Did anything really change? First, let’s not dismiss the new-sponsor dynamic entirely. While only a handful of first-half players were new, the total did climb from two in the same period in 2016. Next, let’s look at risk areas—in particular, Canada. Six catastrophe bonds included Canada in the first half of 2017, up from two in the first half of both 2016 and 2015 (Figure 1).
All but one in 2017 used Property Claim Services (PCS) Canada (all but one of those in an industry loss index trigger), and Canada was included in transactions representing more than $2.7 billion in total limit (none was standalone Canada).
Finally, the use of independent catastrophe designation continued to grow significantly (Figure 2). In the first half of 2016, four transactions ($675 million) used that approach. This year, the total increased to seven ($1.9 billion).
Even with those developments, however, catastrophe bond market growth remains one-dimensional—it’s still just more of the
same, only bigger. Now’s a good time to recall that question I asked myself while stuck in traffic on my post-enlistment drive home: what comes next?

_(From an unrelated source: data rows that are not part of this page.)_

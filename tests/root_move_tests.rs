use rand::SeedableRng;
use rand_chacha::ChaCha8Rng;
use rootmove::model::{BranchLength, Tree};
use rootmove::moves::{ModelCoordinator, Move, RootMove};
use rootmove::rng::{RngSource, ScriptedSource};

const TOLERANCE: f64 = 1e-9;

/// Model coordinator stub counting notifications.
#[derive(Default)]
struct CountingModel {
    notifications: usize,
}

impl ModelCoordinator for CountingModel {
    fn update_transition_probabilities(&mut self) {
        self.notifications += 1;
    }
}

/// Builds ((a,b),c): root r with internal child u and leaf child c, and
/// leaves a and b below u. Returns the tree and the indices [a, b, c, u, r].
fn three_leaf_tree(len_a: f64, len_b: f64, len_c: f64, len_u: f64) -> (Tree, [usize; 5]) {
    let mut tree = Tree::new(3);
    let a = tree.add_leaf();
    let b = tree.add_leaf();
    let c = tree.add_leaf();
    let u = tree.add_internal();
    let r = tree.add_root();
    tree.connect(a, u, BranchLength::new(len_a));
    tree.connect(b, u, BranchLength::new(len_b));
    tree.connect(u, r, BranchLength::new(len_u));
    tree.connect(c, r, BranchLength::new(len_c));
    tree.initialize_down_pass_sequence();
    (tree, [a, b, c, u, r])
}

/// Builds ((a,b),(d,e)) with unit branch lengths: both root descendants
/// are internal. Returns the tree and the indices [a, b, d, e, u1, u2, r].
fn four_leaf_tree() -> (Tree, [usize; 7]) {
    let mut tree = Tree::new(4);
    let a = tree.add_leaf();
    let b = tree.add_leaf();
    let d = tree.add_leaf();
    let e = tree.add_leaf();
    let u1 = tree.add_internal();
    let u2 = tree.add_internal();
    let r = tree.add_root();
    tree.connect(a, u1, BranchLength::new(1.0));
    tree.connect(b, u1, BranchLength::new(1.0));
    tree.connect(d, u2, BranchLength::new(1.0));
    tree.connect(e, u2, BranchLength::new(1.0));
    tree.connect(u1, r, BranchLength::new(1.0));
    tree.connect(u2, r, BranchLength::new(1.0));
    tree.initialize_down_pass_sequence();
    (tree, [a, b, d, e, u1, u2, r])
}

/// Asserts that two trees agree on topology and branch lengths (within
/// tolerance), ignoring neighbor order and cache state.
fn assert_trees_equivalent(x: &Tree, y: &Tree) {
    assert_eq!(x.num_nodes(), y.num_nodes());
    for node in 0..x.num_nodes() {
        assert_eq!(x[node].is_leaf(), y[node].is_leaf(), "leaf flag of {node}");
        let mut x_neighbors = x[node].neighbors().to_vec();
        let mut y_neighbors = y[node].neighbors().to_vec();
        x_neighbors.sort_unstable();
        y_neighbors.sort_unstable();
        assert_eq!(x_neighbors, y_neighbors, "neighbors of node {node}");
        assert_eq!(x[node].ancestor(), y[node].ancestor(), "ancestor of {node}");
        if x[node].ancestor().is_some() {
            let x_length = *x.my_branch(node).length();
            let y_length = *y.my_branch(node).length();
            assert!(
                (x_length - y_length).abs() < TOLERANCE,
                "length of node {node}: {x_length} vs {y_length}"
            );
        }
    }
}

// ============= Scenario Tests (scripted draws) =============

#[test]
fn test_free_move_without_topology_change() {
    // Unit lengths: heights are (2, 2, 1), so the smallest is the sibling
    // side. Multiplier draw 0.5 leaves the heights unshifted; position
    // draw 0.25 puts u at 0.25 * 2.0 = 0.5 <= 1.0, a free move; pairing
    // draw 0.9 keeps the topology.
    let (tree, [a, b, c, u, r]) = three_leaf_tree(1.0, 1.0, 1.0, 1.0);
    let mut root_move = RootMove::new("root", tree);
    let mut source = ScriptedSource::new([0.5, 0.25, 0.9]);
    let mut model = CountingModel::default();

    let ln_ratio = root_move.update(&mut source, &mut model);

    // Only internal root descendant: no pivot draw was consumed
    assert_eq!(source.remaining(), 0);

    let proposal = root_move.proposal_tree();
    assert!(proposal.is_valid());
    assert_eq!(*proposal.my_branch(u).length(), 0.5);
    assert_eq!(*proposal.my_branch(a).length(), 1.5);
    assert_eq!(*proposal.my_branch(b).length(), 1.5);
    assert_eq!(*proposal.my_branch(c).length(), 1.0);

    // Topology unchanged
    assert_eq!(proposal.descendants(u), vec![a, b]);
    assert_eq!(proposal.descendants(r), vec![u, c]);

    // Reverse move is forced (1.0 >= 1.0), forward is free: +ln 3
    assert!((ln_ratio - 3.0_f64.ln()).abs() < TOLERANCE);
}

#[test]
fn test_forced_move_swaps_shortest_subtree() {
    // Heights are (1.0, 1.5, 2.0); position draw 0.75 puts u at
    // 0.75 * 1.5 = 1.125 > 1.0, above subtree a: the pairing (b,c) below
    // u is forced and a moves up to the root.
    let (tree, [a, b, c, u, r]) = three_leaf_tree(0.5, 1.0, 2.0, 0.5);
    let mut root_move = RootMove::new("root", tree);
    let mut source = ScriptedSource::new([0.5, 0.75]);

    let ln_ratio = root_move.update(&mut source, &mut CountingModel::default());

    assert_eq!(source.remaining(), 0);

    let proposal = root_move.proposal_tree();
    assert!(proposal.is_valid());

    // a now hangs from the root, c below the pivot
    assert_eq!(proposal[a].ancestor(), Some(r));
    assert_eq!(proposal[c].ancestor(), Some(u));
    assert_eq!(proposal.my_branch(a).ends(), (a, r));
    assert_eq!(proposal.my_branch(c).ends(), (c, u));
    let mut pivot_descendants = proposal.descendants(u);
    pivot_descendants.sort_unstable();
    let mut expected = vec![b, c];
    expected.sort_unstable();
    assert_eq!(pivot_descendants, expected);

    assert_eq!(*proposal.my_branch(u).length(), 1.125);
    assert_eq!(*proposal.my_branch(a).length(), 1.0);
    assert_eq!(*proposal.my_branch(b).length(), 0.375);
    assert_eq!(*proposal.my_branch(c).length(), 0.875);

    // Forward forced, reverse free (0.5 < 2.0): ln(1/3)
    assert!((ln_ratio - (1.0 / 3.0_f64).ln()).abs() < TOLERANCE);
}

#[test]
fn test_reverse_draws_undo_forced_move() {
    let (tree, _) = three_leaf_tree(0.5, 1.0, 2.0, 0.5);
    let original = tree.clone();
    let mut root_move = RootMove::new("root", tree);

    // Forward: forced move as in test_forced_move_swaps_shortest_subtree
    let mut forward = ScriptedSource::new([0.5, 0.75]);
    let forward_ratio = root_move.update(&mut forward, &mut CountingModel::default());
    root_move.accept();

    // Reverse: in the rearranged neighborhood the second-smallest height
    // is 1.5, so a position draw of 0.5 / 1.5 puts u back at 0.5; the
    // first pairing band re-pairs the moved subtrees.
    let second_height = (1.5 - 1.125) + 1.125;
    let mut reverse = ScriptedSource::new([0.5, 0.5 / second_height, 0.2]);
    let reverse_ratio = root_move.update(&mut reverse, &mut CountingModel::default());

    assert_trees_equivalent(root_move.proposal_tree(), &original);

    // The +/- ln 3 corrections cancel; the multiplier Jacobians are zero
    assert!((forward_ratio + reverse_ratio).abs() < 1e-12);
}

#[test]
fn test_no_correction_when_both_directions_forced() {
    // Heights are (2.5, 3.0, 0.5); position draw 0.5 puts u at 1.25 above
    // the sibling subtree: forced forward without topology change. The
    // reverse move is forced as well (2.0 >= 0.5), so no correction.
    let (tree, [a, b, c, u, r]) = three_leaf_tree(0.5, 1.0, 0.5, 2.0);
    let mut root_move = RootMove::new("root", tree);
    let mut source = ScriptedSource::new([0.5, 0.5]);

    let ln_ratio = root_move.update(&mut source, &mut CountingModel::default());

    assert_eq!(source.remaining(), 0);

    let proposal = root_move.proposal_tree();
    assert!(proposal.is_valid());
    assert_eq!(proposal.descendants(u), vec![a, b]);
    assert_eq!(proposal.descendants(r), vec![u, c]);
    assert_eq!(*proposal.my_branch(u).length(), 1.25);
    assert_eq!(*proposal.my_branch(a).length(), 1.25);
    assert_eq!(*proposal.my_branch(b).length(), 1.75);
    assert_eq!(*proposal.my_branch(c).length(), 0.5);

    assert!(ln_ratio.abs() < TOLERANCE);
}

#[test]
fn test_no_correction_when_both_directions_free() {
    // Reverse not forced (0.5 < 2.0) and position draw keeps the forward
    // move free: the ratio is exactly the (zero) multiplier Jacobian.
    let (tree, _) = three_leaf_tree(0.5, 1.0, 2.0, 0.5);
    let mut root_move = RootMove::new("root", tree);
    let mut source = ScriptedSource::new([0.5, 0.2, 0.9]);

    let ln_ratio = root_move.update(&mut source, &mut CountingModel::default());

    assert_eq!(source.remaining(), 0);
    assert!(ln_ratio.abs() < 1e-15);
}

#[test]
fn test_multiplier_jacobian_enters_ratio() {
    // Multiplier draw 0.75 rescales the smallest height by
    // exp(ln 4 * 0.25); free move with forced reverse adds ln 3 on top.
    let (tree, _) = three_leaf_tree(1.0, 1.0, 1.0, 1.0);
    let mut root_move = RootMove::new("root", tree);
    let mut source = ScriptedSource::new([0.75, 0.1, 0.9]);

    let ln_ratio = root_move.update(&mut source, &mut CountingModel::default());

    let expected = 0.25 * 4.0_f64.ln() + 3.0_f64.ln();
    assert!((ln_ratio - expected).abs() < TOLERANCE);
}

#[test]
fn test_pivot_draw_consumed_when_both_descendants_internal() {
    let (tree, [_, _, d, e, u1, u2, _]) = four_leaf_tree();
    let mut root_move = RootMove::new("root", tree);
    // Pivot draw 0.6 selects the second candidate u2; then a free move
    // without topology change: u2 goes to 0.2 * 2.0 = 0.4
    let mut source = ScriptedSource::new([0.6, 0.5, 0.2, 0.9]);

    let ln_ratio = root_move.update(&mut source, &mut CountingModel::default());

    assert_eq!(source.remaining(), 0);

    let proposal = root_move.proposal_tree();
    assert!(proposal.is_valid());
    assert_eq!(*proposal.my_branch(u2).length(), 0.4);
    assert_eq!(*proposal.my_branch(d).length(), 1.6);
    assert_eq!(*proposal.my_branch(e).length(), 1.6);
    // The unchosen subtree is untouched
    assert_eq!(*proposal.my_branch(u1).length(), 1.0);

    assert!((ln_ratio - 3.0_f64.ln()).abs() < TOLERANCE);
}

#[test]
fn test_pivot_draw_below_half_selects_first_candidate() {
    let (tree, [a, b, _, _, u1, u2, _]) = four_leaf_tree();
    let mut root_move = RootMove::new("root", tree);
    let mut source = ScriptedSource::new([0.3, 0.5, 0.2, 0.9]);

    root_move.update(&mut source, &mut CountingModel::default());

    let proposal = root_move.proposal_tree();
    assert_eq!(*proposal.my_branch(u1).length(), 0.4);
    assert_eq!(*proposal.my_branch(a).length(), 1.6);
    assert_eq!(*proposal.my_branch(b).length(), 1.6);
    assert_eq!(*proposal.my_branch(u2).length(), 1.0);
}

A robust future requires multidimensional market growth, and that means more variety in the types of risk sent to the catastrophe bond market. Regional property-catastrophe expansion is an intuitive next step, but it offers constrained returns. My team continues to evaluate new markets, and we’re pursuing a few. But the world offers only so many alternatives with sufficient risk transfer appetite and natural catastrophe activity to be relevant to the ILS community. Specialty lines, on the other hand, provide a much richer growth trajectory. Based on significant market feedback, it’s pretty clear that manmade risks have the potential to broaden the market meaningfully.
Of course, this is what led us to launch PCS Global Marine and Energy at the beginning of the second quarter (with adoption beginning very shortly thereafter). Large global onshore risk losses and terror provide further opportunity for diversifying risks to enter the catastrophe bond market, but the transformative risk is likely to be cyber.
While most new risks—property catastrophe or otherwise—could chip away at the share of limit dominated by US property catastrophe, cyber is among the very few that could drastically change the market’s landscape. The cyber sector is still young, and it’s hungry for additional capacity. Uncovered risk remains quite high, and the implications of a major loss could be massive.
The combination of uncertainty and broad potential exposure suggests that it’s a matter of time until cyber rivals property-catastrophe for reinsurance and ILS market share. No, I’m not thinking it’ll happen in 2018 or 2019. It’s going to take some time. But in fairness, who among us contemplated a single-quarter catastrophe bond issuance level of more than $6 billion 20 years ago?